4th International Conference on Spoken Language Processing

Philadelphia, PA, USA
October 3-6, 1996

A Category Based Approach for Recognition of Out-of-Vocabulary Words

Florian Gallwitz, Elmar Nöth, Heinrich Niemann

Lehrstuhl für Mustererkennung (Informatik 5), Universität Erlangen/Nürnberg, Erlangen, Germany

In almost all applications of automatic speech recognition, especially in spontaneous speech tasks, the recognizer vocabulary cannot cover all occurring words. There is always a significant amount of out-of-vocabulary words even when the vocabulary size is very large.

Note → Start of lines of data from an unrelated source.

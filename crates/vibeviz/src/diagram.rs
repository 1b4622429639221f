//! The Vibe Database Manager architecture overview diagram.
//!
//! Everything here is literal content: the layer boxes, their interior
//! columns, the flow arrows, the legend, and the technology panel are all
//! placed at hand-picked canvas coordinates. There is no input and no
//! computed layout; rendering the diagram twice produces identical bytes.

use crate::{
    canvas::{Canvas, Figure},
    color::Color,
    draw::{Arrow, RoundedBox, Stroke, Text, TextAnchor, marker_definitions},
    geometry::Size,
};

/// Canvas size in units (16 x 12, one unit per page inch).
const CANVAS_WIDTH: f32 = 16.0;
const CANVAS_HEIGHT: f32 = 12.0;

/// Translucency applied to the layer box fills.
const LAYER_FILL_ALPHA: f32 = 0.7;

/// Entries printed in the console summary after a successful export.
pub const SUMMARY_CONTENTS: [&str; 7] = [
    "Frontend Layer (Bootstrap 5 UI)",
    "Backend Services (Flask)",
    "AI Integration (Natural Language Processing)",
    "Database Connectivity (Multi-DB Support)",
    "Data Storage Layer (PostgreSQL)",
    "External Systems",
    "Data flow arrows and technical details",
];

/// The diagram's color scheme, one color per architectural concern.
#[derive(Debug, Clone)]
pub struct Palette {
    pub frontend: Color,
    pub backend: Color,
    pub database: Color,
    pub ai: Color,
    pub external: Color,
    pub connection: Color,
    pub panel: Color,
    pub light_text: Color,
}

impl Default for Palette {
    fn default() -> Self {
        let named = |s: &str| Color::new(s).expect("palette colors are valid CSS");
        Self {
            frontend: named("#3498db"),
            backend: named("#e74c3c"),
            database: named("#2ecc71"),
            ai: named("#9b59b6"),
            external: named("#f39c12"),
            connection: named("#34495e"),
            panel: named("lightgray"),
            light_text: named("white"),
        }
    }
}

/// Renders the fixed architecture overview.
///
/// The single operation is [`render`](Self::render): it takes no input and
/// returns the finished [`Figure`]. Nothing is written until an exporter
/// is applied to the result.
#[derive(Debug, Clone, Default)]
pub struct ArchitectureDiagram {
    palette: Palette,
}

impl ArchitectureDiagram {
    pub fn new() -> Self {
        Self::default()
    }

    /// Draws every element in paint order and seals the canvas.
    pub fn render(&self) -> Figure {
        let mut canvas = Canvas::new(Size::new(CANVAS_WIDTH, CANVAS_HEIGHT));

        self.draw_title(&mut canvas);
        self.draw_frontend_layer(&mut canvas);
        self.draw_backend_layer(&mut canvas);
        self.draw_ai_layer(&mut canvas);
        self.draw_connectivity_layer(&mut canvas);
        self.draw_storage_layer(&mut canvas);
        self.draw_external_systems(&mut canvas);
        self.draw_flow_arrows(&mut canvas);
        self.draw_legend(&mut canvas);
        self.draw_technology_panel(&mut canvas);

        canvas.into_figure(marker_definitions([&self.palette.connection]))
    }

    /// Places a translucent layer box given its lower-left corner and size
    /// in units.
    fn place_layer_box(&self, canvas: &mut Canvas, x: f32, y: f32, w: f32, h: f32, fill: Color) {
        let layer = RoundedBox::new(canvas.size(w, h))
            .with_fill(fill)
            .with_corner_radius(canvas.px(0.1));
        canvas.place(&layer, canvas.box_center(x, y, w, h));
    }

    fn draw_title(&self, canvas: &mut Canvas) {
        canvas.place(
            &Text::new("Vibe Database Administration Assistant", canvas.font_px(20.0)).bold(),
            canvas.point(8.0, 11.5),
        );
        canvas.place(
            &Text::new("System Architecture Overview", canvas.font_px(14.0)).italic(),
            canvas.point(8.0, 11.0),
        );
    }

    fn draw_frontend_layer(&self, canvas: &mut Canvas) {
        let light = self.palette.light_text;
        self.place_layer_box(
            canvas,
            1.0,
            9.0,
            14.0,
            1.5,
            self.palette.frontend.with_alpha(LAYER_FILL_ALPHA),
        );
        canvas.place(
            &Text::new("Frontend Layer", canvas.font_px(14.0))
                .bold()
                .with_color(light),
            canvas.point(8.0, 9.75),
        );

        let columns = [
            (3.0, TextAnchor::Start, "• Bootstrap 5 UI\n• ChatGPT-style Interface"),
            (8.0, TextAnchor::Middle, "• JavaScript Client\n• Real-time Chat"),
            (13.0, TextAnchor::End, "• File Downloads\n• Table Views"),
        ];
        for (x, anchor, content) in columns {
            canvas.place(
                &Text::new(content, canvas.font_px(10.0))
                    .with_anchor(anchor)
                    .with_color(light),
                canvas.point(x, 9.4),
            );
        }
    }

    fn draw_backend_layer(&self, canvas: &mut Canvas) {
        let light = self.palette.light_text;
        self.place_layer_box(
            canvas,
            1.0,
            6.5,
            14.0,
            2.0,
            self.palette.backend.with_alpha(LAYER_FILL_ALPHA),
        );
        canvas.place(
            &Text::new("Backend Services Layer (Flask)", canvas.font_px(14.0))
                .bold()
                .with_color(light),
            canvas.point(8.0, 7.8),
        );

        let columns = [
            (
                2.5,
                "Route Handlers",
                "• Main Routes\n• Auth Routes\n• Database Routes\n• AI Routes",
            ),
            (
                6.0,
                "Service Layer",
                "• Database Manager\n• AI Services\n• Health Monitor\n• PostgreSQL Manager",
            ),
            (
                10.0,
                "Models & ORM",
                "• User Model\n• Conversation Model\n• Connection Model\n• Health Check Model",
            ),
            (
                13.5,
                "Authentication",
                "• Flask-Login\n• Session Management\n• User Roles",
            ),
        ];
        for (x, heading, items) in columns {
            canvas.place(
                &Text::new(heading, canvas.font_px(11.0)).bold().with_color(light),
                canvas.point(x, 7.6),
            );
            canvas.place(
                &Text::new(items, canvas.font_px(8.0)).with_color(light),
                canvas.point(x, 7.0),
            );
        }
    }

    fn draw_ai_layer(&self, canvas: &mut Canvas) {
        let light = self.palette.light_text;
        self.place_layer_box(
            canvas,
            1.0,
            4.5,
            6.5,
            1.5,
            self.palette.ai.with_alpha(LAYER_FILL_ALPHA),
        );
        canvas.place(
            &Text::new("AI Integration Layer", canvas.font_px(12.0))
                .bold()
                .with_color(light),
            canvas.point(4.25, 5.9),
        );
        canvas.place(
            &Text::new("Natural Language Processing", canvas.font_px(10.0))
                .bold()
                .with_color(light),
            canvas.point(4.25, 5.5),
        );
        canvas.place(
            &Text::new(
                "• Database Query Analysis\n• Action Detection\n• Intelligent Suggestions\n• Conversation Processing",
                canvas.font_px(8.0),
            )
            .with_color(light),
            canvas.point(4.25, 4.85),
        );
    }

    fn draw_connectivity_layer(&self, canvas: &mut Canvas) {
        let light = self.palette.light_text;
        self.place_layer_box(
            canvas,
            8.5,
            4.5,
            6.5,
            1.5,
            self.palette.external.with_alpha(LAYER_FILL_ALPHA),
        );
        canvas.place(
            &Text::new("Database Connectivity Layer", canvas.font_px(12.0))
                .bold()
                .with_color(light),
            canvas.point(11.75, 5.9),
        );

        let columns = [
            (10.0, "Multi-DB Support", "• SQLite\n• PostgreSQL\n• MS SQL (pymssql)"),
            (13.5, "Operations", "• Health Checks\n• Space Analysis\n• Schema Analysis"),
        ];
        for (x, heading, items) in columns {
            canvas.place(
                &Text::new(heading, canvas.font_px(10.0)).bold().with_color(light),
                canvas.point(x, 5.5),
            );
            canvas.place(
                &Text::new(items, canvas.font_px(8.0)).with_color(light),
                canvas.point(x, 4.85),
            );
        }
    }

    fn draw_storage_layer(&self, canvas: &mut Canvas) {
        let light = self.palette.light_text;
        self.place_layer_box(
            canvas,
            1.0,
            2.0,
            14.0,
            1.5,
            self.palette.database.with_alpha(LAYER_FILL_ALPHA),
        );
        canvas.place(
            &Text::new("Data Storage Layer", canvas.font_px(14.0))
                .bold()
                .with_color(light),
            canvas.point(8.0, 3.4),
        );

        let columns = [
            (
                3.0,
                "Application Database",
                "PostgreSQL\n• Users & Sessions\n• Conversations\n• Connection Configs",
            ),
            (
                8.0,
                "Target Databases",
                "Multi-Database Support\n• Production Systems\n• Development Environments",
            ),
            (
                13.0,
                "File Storage",
                "Local Storage\n• Reports (.txt)\n• Logs\n• Uploads",
            ),
        ];
        for (x, heading, items) in columns {
            canvas.place(
                &Text::new(heading, canvas.font_px(11.0)).bold().with_color(light),
                canvas.point(x, 3.1),
            );
            canvas.place(
                &Text::new(items, canvas.font_px(8.0)).with_color(light),
                canvas.point(x, 2.5),
            );
        }
    }

    fn draw_external_systems(&self, canvas: &mut Canvas) {
        self.place_layer_box(
            canvas,
            1.0,
            0.2,
            9.0,
            1.0,
            self.palette.external.with_alpha(0.5),
        );
        canvas.place(
            &Text::new("External Systems", canvas.font_px(12.0)).bold(),
            canvas.point(5.5, 0.8),
        );

        let entries = [
            (3.0, "Cloud Services"),
            (5.5, "Database Servers"),
            (8.0, "File System"),
        ];
        for (x, label) in entries {
            canvas.place(
                &Text::new(label, canvas.font_px(10.0)),
                canvas.point(x, 0.5),
            );
        }
    }

    fn draw_flow_arrows(&self, canvas: &mut Canvas) {
        let arrow = Arrow::new(Stroke::new(self.palette.connection, 2.0));

        // Frontend -> backend -> AI/connectivity -> storage -> external.
        let flows = [
            ((8.0, 9.0), (8.0, 8.5)),
            ((6.0, 6.5), (4.25, 6.0)),
            ((10.0, 6.5), (11.75, 6.0)),
            ((8.0, 4.5), (8.0, 3.5)),
            ((8.0, 2.0), (8.0, 1.2)),
        ];
        for ((sx, sy), (ex, ey)) in flows {
            let path = arrow.render_to_svg(canvas.point(sx, sy), canvas.point(ex, ey));
            canvas.place_node(path.into());
        }

        let annotations = [
            (8.5, 8.75, "HTTP Requests"),
            (4.5, 6.25, "AI Processing"),
            (11.0, 6.25, "DB Operations"),
            (8.5, 3.75, "Data Queries"),
            (8.5, 1.6, "External Calls"),
        ];
        for (x, y, label) in annotations {
            canvas.place(
                &Text::new(label, canvas.font_px(8.0))
                    .italic()
                    .with_anchor(TextAnchor::Start),
                canvas.point(x, y),
            );
        }
    }

    fn draw_legend(&self, canvas: &mut Canvas) {
        let (legend_x, legend_y) = (10.5, 0.2);

        canvas.place(
            &Text::new("Legend:", canvas.font_px(10.0))
                .bold()
                .with_anchor(TextAnchor::Start),
            canvas.point(legend_x, legend_y + 0.8),
        );

        let entries = [
            (self.palette.frontend, "Frontend Layer"),
            (self.palette.backend, "Backend Services"),
            (self.palette.ai, "AI Integration"),
            (self.palette.external, "External/Connectivity"),
            (self.palette.database, "Data Storage"),
        ];
        for (i, (color, label)) in entries.into_iter().enumerate() {
            let y_pos = legend_y + 0.6 - (i as f32) * 0.12;

            let swatch = RoundedBox::new(canvas.size(0.2, 0.08))
                .with_fill(color.with_alpha(LAYER_FILL_ALPHA));
            canvas.place(&swatch, canvas.box_center(legend_x, y_pos, 0.2, 0.08));

            canvas.place(
                &Text::new(label, canvas.font_px(8.0)).with_anchor(TextAnchor::Start),
                canvas.point(legend_x + 0.25, y_pos + 0.04),
            );
        }
    }

    fn draw_technology_panel(&self, canvas: &mut Canvas) {
        let panel = RoundedBox::new(canvas.size(2.5, 1.5))
            .with_fill(self.palette.panel.with_alpha(0.8))
            .with_corner_radius(canvas.px(0.05));
        canvas.place(&panel, canvas.box_center(12.5, 0.3, 2.5, 1.5));

        canvas.place(
            &Text::new("Key Technologies", canvas.font_px(9.0)).bold(),
            canvas.point(13.75, 1.65),
        );

        let details = [
            "• Flask Framework",
            "• SQLAlchemy ORM",
            "• Bootstrap 5 UI",
            "• Natural Language AI",
            "• Multi-DB Support",
            "• PostgreSQL",
            "• pymssql Connector",
        ];
        for (i, detail) in details.into_iter().enumerate() {
            canvas.place(
                &Text::new(detail, canvas.font_px(7.0)).with_anchor(TextAnchor::Start),
                canvas.point(12.6, 1.45 - (i as f32) * 0.15),
            );
        }
    }
}
//! Stroke definitions for outlines and connector lines.

use crate::color::Color;

/// An outline definition: color and width.
///
/// Every line in the diagram is solid, so this carries only the two
/// properties the renderer varies.
#[derive(Debug, Clone, Copy)]
pub struct Stroke {
    color: Color,
    width: f32,
}

impl Stroke {
    /// Creates a new stroke with the given color and width.
    pub fn new(color: Color, width: f32) -> Self {
        Self { color, width }
    }

    /// Returns the stroke color.
    pub fn color(&self) -> Color {
        self.color
    }

    /// Returns the stroke width in pixels.
    pub fn width(&self) -> f32 {
        self.width
    }
}

impl Default for Stroke {
    fn default() -> Self {
        Self {
            color: Color::default(),
            width: 1.0,
        }
    }
}

#[cfg(test)]
mod tests {
    use super::*;

    #[test]
    fn test_stroke_default() {
        let stroke = Stroke::default();
        assert_eq!(stroke.width(), 1.0);
        assert_eq!(stroke.color().to_string(), "black");
    }

    #[test]
    fn test_stroke_new() {
        let stroke = Stroke::new(Color::new("#34495e").unwrap(), 2.0);
        assert_eq!(stroke.width(), 2.0);
        assert_eq!(stroke.color(), Color::new("#34495e").unwrap());
    }
}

In this paper we present a new approach for the integration of out-of-vocabulary words into statistical language models. We use category information for all words in the training corpus to define a function that gives an approximation of the out-of-vocabulary word emission probability for each word category. This information is integrated into the language models. Although we use a simple acoustic model for out-of-vocabulary words, we achieve a 6% reduction of word error rate on spontaneous speech data with about 5% out-of-vocabulary rate.

Full Paper

Bibliographic reference.  Gallwitz, Florian / Nöth, Elmar / Niemann, Heinrich (1996): "A category based approach for recognition of out-of-vocabulary words", In ICSLP-1996, 228-231.